-- Data to process follows --
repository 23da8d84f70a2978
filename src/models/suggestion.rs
use chrono::{DateTime, Utc};
use serde::Serialize;
use uuid::Uuid;

use super::timestamp;
use super::user::DoctorRef;

/// Doctor-authored free-text note for a patient.
#[derive(Debug, Clone, Serialize)]
#[serde(rename_all = "camelCase")]
pub struct Suggestion {
    #[serde(rename = "_id")]
    pub id: Uuid,
    pub patient_id: Uuid,
    pub doctor_id: Uuid,
    pub suggestion: String,
    #[serde(with = "timestamp::rfc3339")]
    pub created_at: DateTime<Utc>,
    #[serde(skip_serializing_if = "Option::is_none")]
    pub doctor: Option<DoctorRef>,
}
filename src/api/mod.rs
//! HTTP API.
//!
//! Exposes accounts, health metrics, care tasks and doctor suggestions as
//! JSON endpoints. Routes are nested under `/api/`; the router is
//! composable (`api_router()` returns a `Router` that can be mounted on any
//! axum server instance).

pub mod endpoints;
pub mod error;
pub mod middleware;
pub mod router;
pub mod server;
pub mod types;

pub use router::api_router;
pub use server::{start_api_server, ApiServer, ServerError, ServerInfo};
pub use types::ApiContext;
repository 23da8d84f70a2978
//! Access logging middleware.
//!
//! Logs every API request with method, path, status and latency. When it
//! runs inside the auth layer the caller's user id is included.

use std::time::Instant;

use axum::http::Request;
use axum::middleware::Next;
use axum::response::Response;

use crate::api::types::SessionContext;

pub async fn log_access(req: Request<axum::body::Body>, next: Next) -> Response {
    let method = req.method().clone();
    let path = req.uri().path().to_string();
    let user_id = req
        .extensions()
        .get::<SessionContext>()
        .map(|s| s.user_id.to_string());
    let started = Instant::now();

    let response = next.run(req).await;

    let status = response.status().as_u16();
    let elapsed_ms = started.elapsed().as_millis() as u64;
    match user_id {
        Some(user_id) => tracing::info!(%method, %path, status, elapsed_ms, %user_id, "API request"),
        None => tracing::info!(%method, %path, status, elapsed_ms, "API request"),
    }

    response
}
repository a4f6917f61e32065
/// Embedding subsystem errors.
#[derive(Debug, thiserror::Error)]
pub enum EmbeddingError {
    #[error("inference failed: {reason}")]
    InferenceFailed { reason: String },

    #[error("dimension mismatch: expected {expected}, got {actual}")]
    DimensionMismatch { expected: usize, actual: usize },

    #[error("provider unavailable: {provider}")]
    ProviderUnavailable { provider: String },
}
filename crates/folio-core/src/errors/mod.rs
mod embedding_error;
mod folio_error;
mod storage_error;

pub use embedding_error::EmbeddingError;
pub use folio_error::FolioError;
pub use storage_error::StorageError;

/// Convenience alias used across every crate.
pub type FolioResult<T> = Result<T, FolioError>;
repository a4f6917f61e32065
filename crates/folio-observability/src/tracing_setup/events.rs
//! Structured log events for key system operations.

use folio_core::models::{PolicyState, VersionId};

/// A version was committed.
pub fn version_stored(content_id: &str, version_id: VersionId, stage_tag: &str) {
    tracing::info!(
        event = "version_stored",
        content_id = %content_id,
        version_id = version_id,
        stage_tag = %stage_tag,
        "version stored"
    );
}

/// Older versions were evicted to honour the retention cap.
pub fn versions_evicted(content_id: &str, evicted: &[VersionId]) {
    if evicted.is_empty() {
        return;
    }
    tracing::info!(
        event = "versions_evicted",
        content_id = %content_id,
        evicted = ?evicted,
        count = evicted.len(),
        "versions evicted"
    );
}

/// Reward feedback that could not be applied.
pub fn feedback_dropped(query_id: &str, content_id: &str, version_id: VersionId, reason: &str) {
    tracing::warn!(
        event = "feedback_dropped",
        query_id = %query_id,
        content_id = %content_id,
        version_id = version_id,
        reason = %reason,
        "feedback dropped"
    );
}

/// The ranking policy advanced to a new generation.
pub fn policy_updated(state: &PolicyState, reward: f64) {
    tracing::info!(
        event = "policy_updated",
        generation = state.generation,
        reward = reward,
        w_similarity = state.weights.similarity,
        w_recency = state.weights.recency,
        w_quality = state.weights.quality,
        epsilon = state.exploration_rate,
        running_reward = state.running_reward,
        "policy updated"
    );
}

/// Startup replay of the backup log finished.
pub fn backup_replayed(records: usize, restored: usize, removed: usize, torn_lines: usize) {
    if restored + removed + torn_lines > 0 {
        tracing::warn!(
            event = "backup_replayed",
            records = records,
            restored = restored,
            removed = removed,
            torn_lines = torn_lines,
            "backup replay repaired the primary store"
        );
    } else {
        tracing::info!(event = "backup_replayed", records = records, "backup replay clean");
    }
}
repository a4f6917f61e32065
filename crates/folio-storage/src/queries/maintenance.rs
//! Integrity check and WAL checkpoint.

use rusqlite::Connection;

use folio_core::errors::FolioResult;

use crate::to_storage_err;

/// Run integrity check. Returns true if database is OK.
pub fn integrity_check(conn: &Connection) -> FolioResult<bool> {
    let result: String = conn
        .query_row("PRAGMA integrity_check", [], |row| row.get(0))
        .map_err(|e| to_storage_err(e.to_string()))?;
    Ok(result == "ok")
}

/// Flush the WAL into the main database file and truncate it. Returns false
/// when a reader kept the checkpoint from completing.
pub fn wal_checkpoint(conn: &Connection) -> FolioResult<bool> {
    let busy: i64 = conn
        .query_row("PRAGMA wal_checkpoint(TRUNCATE)", [], |row| row.get(0))
        .map_err(|e| to_storage_err(e.to_string()))?;
    Ok(busy == 0)
}
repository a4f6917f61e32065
use chrono::{DateTime, Utc};
use serde::{Deserialize, Serialize};

use super::VersionKey;

/// The embedding of one retained version.
#[derive(Debug, Clone, PartialEq, Serialize, Deserialize)]
pub struct EmbeddingRecord {
    pub key: VersionKey,
    pub vector: Vec<f32>,
    pub indexed_at: DateTime<Utc>,
}

/// A nearest-neighbour hit returned by an embedding index.
#[derive(Debug, Clone, PartialEq, Serialize, Deserialize)]
pub struct IndexHit {
    pub key: VersionKey,
    /// Cosine similarity in [-1, 1].
    pub similarity: f64,
    pub indexed_at: DateTime<Utc>,
}
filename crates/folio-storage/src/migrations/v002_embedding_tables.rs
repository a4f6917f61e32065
//! v002: persisted version embeddings, removed together with their version.

use rusqlite::Connection;

use folio_core::errors::FolioResult;

use crate::to_storage_err;

pub fn migrate(conn: &Connection) -> FolioResult<()> {
    conn.execute_batch(
        "
        CREATE TABLE IF NOT EXISTS version_embeddings (
            content_id  TEXT NOT NULL,
            version_id  INTEGER NOT NULL,
            embedding   BLOB NOT NULL,
            dimensions  INTEGER NOT NULL,
            indexed_at  TEXT NOT NULL,
            PRIMARY KEY (content_id, version_id),
            FOREIGN KEY (content_id, version_id)
                REFERENCES content_versions(content_id, version_id) ON DELETE CASCADE
        );
        ",
    )
    .map_err(|e| to_storage_err(e.to_string()))?;
    Ok(())
}
use folio_core::config::*;

#[test]
fn config_loads_from_empty_toml_with_all_defaults() {
    let config = FolioConfig::from_toml("").unwrap();

    // Storage defaults
    assert_eq!(config.storage.db_path, "folio.db");
    assert_eq!(config.storage.max_versions_per_content, 10);
    assert!(config.storage.enable_compression);
    assert!(config.storage.backup_enabled);
    assert_eq!(config.storage.read_pool_size, 4);

    // Embedding defaults
    assert_eq!(config.embedding.provider, "hashing");
    assert_eq!(config.embedding.dimensions, 384);

    // Retrieval defaults
    assert_eq!(config.retrieval.similarity_threshold, 0.7);
    assert_eq!(config.retrieval.max_results, 5);

    // Learning defaults
    assert_eq!(config.learning.learning_rate, 0.1);
    assert_eq!(config.learning.exploration_rate, 0.2);
    assert_eq!(config.learning.reward_decay, 0.9);
    assert!(config.learning.seed.is_none());

    // Runtime defaults
    assert_eq!(config.runtime.max_concurrent_tasks, 4);
    assert_eq!(config.runtime.max_retries, 3);

    assert!(config.validate().is_ok());
}

#[test]
fn config_loads_partial_toml_with_overrides() {
    let toml = r#"
[storage]
db_path = "/custom/path.db"
max_versions_per_content = 3

[learning]
seed = 42

[learning.initial_weights]
quality = 0.5
"#;
    let config = FolioConfig::from_toml(toml).unwrap();
    assert_eq!(config.storage.db_path, "/custom/path.db");
    assert_eq!(config.storage.max_versions_per_content, 3);
    // Non-overridden fields keep defaults
    assert!(config.storage.backup_enabled);
    assert_eq!(config.learning.seed, Some(42));
    assert_eq!(config.learning.initial_weights.quality, 0.5);
    assert_eq!(config.learning.initial_weights.similarity, 0.6);
}

#[test]
fn backup_log_path_defaults_next_to_database() {
    let config = FolioConfig::from_toml("[storage]\ndb_path = \"data/folio.db\"").unwrap();
    assert_eq!(
        config.storage.resolved_backup_log_path(),
        "data/folio.db.backup.jsonl"
    );
}

#[test]
fn validate_rejects_zero_retention() {
    let mut config = FolioConfig::default();
    config.storage.max_versions_per_content = 0;
    let err = config.validate().unwrap_err();
    assert!(err.to_string().contains("max_versions_per_content"));
}

#[test]
fn validate_rejects_out_of_range_rates() {
    let mut config = FolioConfig::default();
    config.learning.learning_rate = 1.5;
    assert!(config.validate().is_err());

    let mut config = FolioConfig::default();
    config.retrieval.similarity_threshold = -0.1;
    assert!(config.validate().is_err());

    let mut config = FolioConfig::default();
    config.learning.reward_decay = f64::NAN;
    assert!(config.validate().is_err());
}

#[test]
fn malformed_toml_is_a_config_error() {
    let err = FolioConfig::from_toml("[storage\nnot toml").unwrap_err();
    assert!(matches!(err, folio_core::FolioError::ConfigError(_)));
}

#[test]
fn config_serde_roundtrip() {
    let config = FolioConfig::default();
    let toml_str = toml::to_string(&config).unwrap();
    let roundtripped = FolioConfig::from_toml(&toml_str).unwrap();
    assert_eq!(roundtripped.storage.db_path, config.storage.db_path);
    assert_eq!(
        roundtripped.embedding.dimensions,
        config.embedding.dimensions
    );
}
//! Round-robin pool of read-only connections (never blocked by the writer under WAL).

use std::path::Path;
use std::sync::atomic::{AtomicUsize, Ordering};
use std::sync::Mutex;

use rusqlite::{Connection, OpenFlags};

use folio_core::errors::FolioResult;

use super::pragmas::apply_read_pragmas;
use crate::to_storage_err;

/// Maximum number of read connections.
const MAX_POOL_SIZE: usize = 8;

/// A pool of read-only SQLite connections.
pub struct ReadPool {
    connections: Vec<Mutex<Connection>>,
    next: AtomicUsize,
}

impl ReadPool {
    /// Open a pool of read connections to the given database path.
    pub fn open(path: &Path, pool_size: usize, busy_timeout_ms: u32) -> FolioResult<Self> {
        let size = pool_size.clamp(1, MAX_POOL_SIZE);
        let mut connections = Vec::with_capacity(size);
        for _ in 0..size {
            let conn = Connection::open_with_flags(
                path,
                OpenFlags::SQLITE_OPEN_READ_ONLY | OpenFlags::SQLITE_OPEN_NO_MUTEX,
            )
            .map_err(|e| to_storage_err(e.to_string()))?;
            apply_read_pragmas(&conn, busy_timeout_ms)?;
            connections.push(Mutex::new(conn));
        }
        Ok(Self {
            connections,
            next: AtomicUsize::new(0),
        })
    }

    /// Execute a closure with the next read connection.
    pub fn with_conn<F, T>(&self, f: F) -> FolioResult<T>
    where
        F: FnOnce(&Connection) -> FolioResult<T>,
    {
        let idx = self.next.fetch_add(1, Ordering::Relaxed) % self.connections.len();
        let guard = self.connections[idx]
            .lock()
            .map_err(|e| to_storage_err(format!("read pool lock poisoned: {e}")))?;
        f(&guard)
    }

    /// Number of connections in the pool.
    pub fn size(&self) -> usize {
        self.connections.len()
    }
}
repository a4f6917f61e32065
//! EmbeddingEngine: the provider behind an L1 cache, with every output
//! checked against the configured dimensionality.

use folio_core::config::EmbeddingConfig;
use folio_core::errors::FolioResult;
use folio_core::traits::IEmbeddingProvider;
use tracing::{debug, info};

use crate::cache::EmbeddingCache;
use crate::dimensions::validate_dimensions;
use crate::providers;

pub struct EmbeddingEngine {
    provider: Box<dyn IEmbeddingProvider>,
    cache: EmbeddingCache,
    dimensions: usize,
}

impl EmbeddingEngine {
    /// Create the engine with the provider named in the configuration.
    pub fn new(config: &EmbeddingConfig) -> FolioResult<Self> {
        let provider = providers::create_provider(config)?;
        Ok(Self::with_provider(provider, config))
    }

    /// Wrap an explicit provider.
    pub fn with_provider(provider: Box<dyn IEmbeddingProvider>, config: &EmbeddingConfig) -> Self {
        info!(
            provider = provider.name(),
            dims = config.dimensions,
            cache_size = config.l1_cache_size,
            "EmbeddingEngine initialized"
        );
        Self {
            provider,
            cache: EmbeddingCache::new(config.l1_cache_size),
            dimensions: config.dimensions,
        }
    }

    pub fn cache(&self) -> &EmbeddingCache {
        &self.cache
    }

    pub fn provider_name(&self) -> &str {
        self.provider.name()
    }
}

impl IEmbeddingProvider for EmbeddingEngine {
    fn embed(&self, text: &str) -> FolioResult<Vec<f32>> {
        let key = EmbeddingCache::key_for(text);
        if let Some(cached) = self.cache.get(&key) {
            debug!(hash = %key, "embedding cache hit");
            return Ok(cached);
        }

        let embedding = self.provider.embed(text)?;
        validate_dimensions(&embedding, self.dimensions)?;
        self.cache.insert(key, embedding.clone());
        Ok(embedding)
    }

    fn dimensions(&self) -> usize {
        self.dimensions
    }

    fn name(&self) -> &str {
        "folio-embedding-engine"
    }

    fn is_available(&self) -> bool {
        self.provider.is_available()
    }
}
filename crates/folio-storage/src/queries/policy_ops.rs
//! Ranking policy checkpoints, stored as JSON.

use rusqlite::{params, Connection, OptionalExtension};

use folio_core::constants::POLICY_CHECKPOINTS_RETAINED;
use folio_core::errors::{FolioError, FolioResult};
use folio_core::models::PolicyState;

use crate::to_storage_err;

/// Insert a checkpoint and prune all but the newest few.
pub fn save_checkpoint(conn: &Connection, state: &PolicyState) -> FolioResult<()> {
    let json = serde_json::to_string(state)?;
    conn.execute(
        "INSERT INTO policy_checkpoints (generation, state) VALUES (?1, ?2)",
        params![state.generation as i64, json],
    )
    .map_err(|e| to_storage_err(format!("save policy checkpoint: {e}")))?;
    conn.execute(
        "DELETE FROM policy_checkpoints WHERE id NOT IN
            (SELECT id FROM policy_checkpoints ORDER BY id DESC LIMIT ?1)",
        params![POLICY_CHECKPOINTS_RETAINED as i64],
    )
    .map_err(|e| to_storage_err(format!("prune policy checkpoints: {e}")))?;
    Ok(())
}

/// The newest checkpoint.
pub fn load_latest(conn: &Connection) -> FolioResult<Option<PolicyState>> {
    let json: Option<String> = conn
        .query_row(
            "SELECT state FROM policy_checkpoints ORDER BY id DESC LIMIT 1",
            [],
            |row| row.get(0),
        )
        .optional()
        .map_err(|e| to_storage_err(e.to_string()))?;
    json.map(|j| serde_json::from_str::<PolicyState>(&j).map_err(FolioError::from))
        .transpose()
}

pub fn count(conn: &Connection) -> FolioResult<usize> {
    let n: i64 = conn
        .query_row("SELECT COUNT(*) FROM policy_checkpoints", [], |row| row.get(0))
        .map_err(|e| to_storage_err(e.to_string()))?;
    Ok(n as usize)
}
-- Data to process concluded --
Problem requirements ->
All lines above holding the word "middleware" make up the answer; copy each one.

Task result ->
pub mod middleware;
//! Access logging middleware.
use axum::middleware::Next;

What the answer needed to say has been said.